Powershell: Get-Type alternative for $null values

Sometimes its useful to get information about object properties in Powershell. You might be writing a script where you want to extract information from a series of objects and you need to know what data type a property contains. Often this is not a big problem since you can use the GetType function that most objects have.

Then you run in to the problem that I had recently: You expect a series of objects and you check the types on the properties and suddenly a few of them doesnt have the function GetType for some reason. What I realised whas that if a property is Null then a lot of features for that property doesnt work anymore. I did figure out a workaround for this, even if its not very pretty. I thought I share this in case more people stumble on the same issue.

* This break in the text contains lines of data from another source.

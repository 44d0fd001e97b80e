//! Category service façade.
//!
//! Orchestrates the repositories, the hierarchy engine and the cache-aside
//! layer. Reads go through the cache; every mutation invalidates the affected
//! categories and all aggregates after the store write succeeds.

use std::sync::Arc;

use tracing::{debug, error, info, warn};
use uuid::Uuid;

use storefront_core::{
    ActiveFilter, Category, CategoryQuery, CategoryRelation, CategoryRepository, CategoryView,
    CreateCategoryRequest, Error, Locale, NewCategory, Page, ProductRepository,
    RelationRepository, ReplaceCategoryRequest, Result, SearchCategoryRequest, SearchScope,
    SortField, SortOrder, UpdateCategoryRequest,
};
use storefront_db::Database;

use super::category_cache::{CategoryCache, ListKind};
use super::hierarchy::HierarchyEngine;

#[derive(Clone)]
pub struct CategoryService {
    categories: Arc<dyn CategoryRepository>,
    relations: Arc<dyn RelationRepository>,
    products: Arc<dyn ProductRepository>,
    hierarchy: HierarchyEngine,
    cache: CategoryCache,
}
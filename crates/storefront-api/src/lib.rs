//! # storefront-api
//!
//! HTTP surface for the storefront category catalog. The binary in
//! `main.rs` wires configuration, PostgreSQL and Redis into [`app`].

use std::sync::Arc;

use axum::{
    routing::{delete, get, post},
    Router,
};
use utoipa::OpenApi;
use utoipa_swagger_ui::SwaggerUi;

pub mod config;
pub mod error;
pub mod handlers;
pub mod services;

pub use error::ApiError;
pub use services::CategoryService;

use handlers::{categories, system};

/// Shared handler state.
#[derive(Clone)]
pub struct AppState {
    pub service: Arc<CategoryService>,
}

impl AppState {
    pub fn new(service: CategoryService) -> Self {
        Self {
            service: Arc::new(service),
        }
    }
}

#[derive(OpenApi)]
#[openapi(
    info(
        title = "Storefront Catalog API",
        description = "Hierarchical product categories with cache-aside reads"
    ),
    paths(
        system::health_check,
        categories::create_category,
        categories::list_categories,
        categories::search_categories,
        categories::search_root_categories,
        categories::search_child_categories,
        categories::list_root_categories,
        categories::list_all_children,
        categories::get_category,
        categories::update_category,
        categories::replace_category,
        categories::remove_category,
        categories::hard_delete_category,
        categories::get_children,
        categories::add_child,
        categories::remove_child,
        categories::get_parent,
        categories::is_ancestor,
    ),
    components(schemas(
        storefront_core::CategoryView,
        storefront_core::CategoryRelation,
        storefront_core::CreateCategoryRequest,
        storefront_core::UpdateCategoryRequest,
        storefront_core::ReplaceCategoryRequest,
        storefront_core::SearchCategoryRequest,
        storefront_core::IsActiveInput,
        storefront_core::ChildRequest,
        storefront_core::Locale,
    )),
    tags(
        (name = "Categories", description = "Category CRUD and search"),
        (name = "Hierarchy", description = "Parent/child links"),
        (name = "System", description = "Health checks")
    )
)]
pub struct ApiDoc;

/// Build the router with every route and the Swagger UI at `/docs`.
///
/// Middleware (tracing, request ids, CORS) is layered on by the binary.
pub fn app(state: AppState) -> Router {
    Router::new()
        .merge(SwaggerUi::new("/docs").url("/openapi.json", ApiDoc::openapi()))
        .route("/health", get(system::health_check))
        .route(
            "/api/v1/categories",
            post(categories::create_category).get(categories::list_categories),
        )
        .route(
            "/api/v1/categories/search",
            post(categories::search_categories),
        )
        .route(
            "/api/v1/categories/roots/search",
            post(categories::search_root_categories),
        )
        .route(
            "/api/v1/categories/children/search",
            post(categories::search_child_categories),
        )
        .route(
            "/api/v1/categories/roots",
            get(categories::list_root_categories),
        )
        .route(
            "/api/v1/categories/children",
            get(categories::list_all_children),
        )
        .route(
            "/api/v1/categories/:id",
            get(categories::get_category)
                .patch(categories::update_category)
                .put(categories::replace_category)
                .delete(categories::remove_category),
        )
        .route(
            "/api/v1/categories/:id/hard",
            delete(categories::hard_delete_category),
        )
        .route(
            "/api/v1/categories/:id/children",
            get(categories::get_children).post(categories::add_child),
        )
        .route(
            "/api/v1/categories/:id/children/:child_id",
            delete(categories::remove_child),
        )
        .route(
            "/api/v1/categories/:id/parent",
            get(categories::get_parent),
        )
        .route(
            "/api/v1/categories/:id/ancestor-of/:descendant_id",
            get(categories::is_ancestor),
        )
        .with_state(state)
}
impl CatalogState {
    fn live(&self, id: Uuid) -> Option<&Category> {
        self.categories
            .get(&id)
            .filter(|r| r.deleted_at.is_none())
            .map(|r| &r.category)
    }

    fn name_taken(&self, name: &str, except: Option<Uuid>) -> bool {
        let needle = name.to_lowercase();
        self.categories.values().any(|r| {
            r.deleted_at.is_none()
                && Some(r.category.id) != except
                && r.category.name.to_lowercase() == needle
        })
    }

    fn live_relations(&self) -> impl Iterator<Item = &CategoryRelation> {
        self.relations
            .iter()
            .filter(|r| r.deleted_at.is_none())
            .map(|r| &r.relation)
    }

    fn parent_of(&self, child_id: Uuid) -> Option<Uuid> {
        self.live_relations()
            .find(|r| r.child_id == child_id)
            .map(|r| r.parent_id)
    }

    fn in_scope(&self, id: Uuid, scope: SearchScope) -> bool {
        match scope {
            SearchScope::All => true,
            SearchScope::RootsOnly => self.parent_of(id).is_none(),
            SearchScope::ChildrenOnly { parent_id: None } => self.parent_of(id).is_some(),
            SearchScope::ChildrenOnly {
                parent_id: Some(pid),
            } => self.parent_of(id) == Some(pid),
        }
    }

    fn select(
        &self,
        name: Option<&str>,
        active: ActiveFilter,
        scope: SearchScope,
        sort_by: SortField,
        sort_order: SortOrder,
    ) -> Vec<Category> {
        let mut rows: Vec<Category> = self
            .categories
            .values()
            .filter(|r| r.deleted_at.is_none())
            .map(|r| &r.category)
            .filter(|c| active.matches(c.is_active))
            .filter(|c| match name {
                Some(term) => {
                    c.name.to_lowercase().contains(term)
                        || c.name_en
                            .as_deref()
                            .map(|n| n.to_lowercase().contains(term))
                            .unwrap_or(false)
                }
                None => true,
            })
            .filter(|c| self.in_scope(c.id, scope))
            .cloned()
            .collect();

        rows.sort_by(|a, b| {
            let ord = match sort_by {
                SortField::Id => a.id.cmp(&b.id),
                SortField::Name => a.name.cmp(&b.name),
                SortField::CreatedAt => a.created_at_utc.cmp(&b.created_at_utc),
                SortField::UpdatedAt => a.updated_at_utc.cmp(&b.updated_at_utc),
            }
            .then_with(|| a.id.cmp(&b.id));
            match sort_order {
                SortOrder::Asc => ord,
                SortOrder::Desc => ord.reverse(),
            }
        });
        rows
    }
}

So what is the problem? Well, it seems like powershell considers a property with a null value to not exist, kind of. Let me do an example with Get-Process.

Lets start with how it usually works, when there is no problem: Get-Process for Internet Explorer.
Get-Process returns one object per process as usual. Lets pick a property that we want to examine. I pick StartTime which I expect is when the process started, but I havent checked. It doesnt matter what it means for this example.
Then we check the data type for that property. Something like this:
# Sample any object property. 
# In this case StartTime from IE coming from from Get-Process.
$sampleObject = Get-Process -Name iexplore
$sampleObject[0].StartTime.GetType().Name
This will return "DateTime". So far so good. What if we look for a process that doesnt have a value for StartTime? How about the mysterious Idle process?
# Doesnt work if the property is empty
$sampleObject = Get-Process -Name Idle
$sampleObject[0].StartTime.GetType().Name
This returns an error: "You cannot call a method on a null-valued expression."
Thats a bit weird since its the same kind of object. They are both of the type System.Diagnostics.Process, but they seem to be different. Well, they are the same type, but powershell behaves this way when the value is null. You can get the feeling that it doesnt exist, and cannot have any functions.

There is other ways to get this information. One way is to use the output from Get-Member in a not-so-standard way. Parsing through the result to get what you need. This is a last resort, but works in most cases.

This is what you get if you pipe the object to Get-Member:
PS C:\>$sampleObject | Get-Member -MemberType Properties | Where-Object {$_.Name -eq "StartTime"}

   TypeName: System.Diagnostics.Process

Name      MemberType Definition
----      ---------- ----------
StartTime Property   datetime StartTime {get;}

Under Definition you can see "datetime". Thats what we need. So lets parse through Definition and remove everything after the first space.
# This time we are using the output from Get-Member, selecting StartTime 
# and removing anything after the space (' ').
$sampleObject = Get-Process -Name Idle
$propertyName = $sampleObject | Get-Member -MemberType Properties `
                              | Where-Object {$_.Name -eq 'StartTime'}
$propertyName.Definition.Remove( $propertyName.Definition.IndexOf(' ') )
This will output "datetime". As long as you are not case sensitive, this could work as a workaround.
I would prefer the first option to use the GetType so why not use that one first and then fall back on the second option if it doesnt work. Lets try both iexplore and Idle while we're at it.
$processes = 'Idle','iexplore'
foreach ($process in $processes){
    $sampleObject = Get-Process -Name $process
    try{
        $typeName = $sampleObject[0].StartTime.GetType().Name
    }catch {
        try{
            $propertyName = $sampleObject | Get-Member -MemberType Properties `
                                          | Where-Object {$_.Name -eq 'StartTime'}
            $typeName = $propertyName.Definition.Remove( $propertyName.Definition.IndexOf(' ') )
        }catch{
            $typeName = 'Doh!'
        }
    }
    Write-Host "$process = $typeName"
}
This should now output "datetime" for Idle and "DateTime" for iexplore.

Thats a workaround at least. I know this example with the Idle process is not really close to real life, but the concept is true for a lot of objects. Using Idle was just to prove the point. You can try these commands on your own machine. They should work on any machine, as long as Internet Explorer is running.
For some reason the custom objects that I have tried this on doesn't work with this workaround. For me it has worked with the objects returned from several built-in cmdlets, so give it a try. It might just work.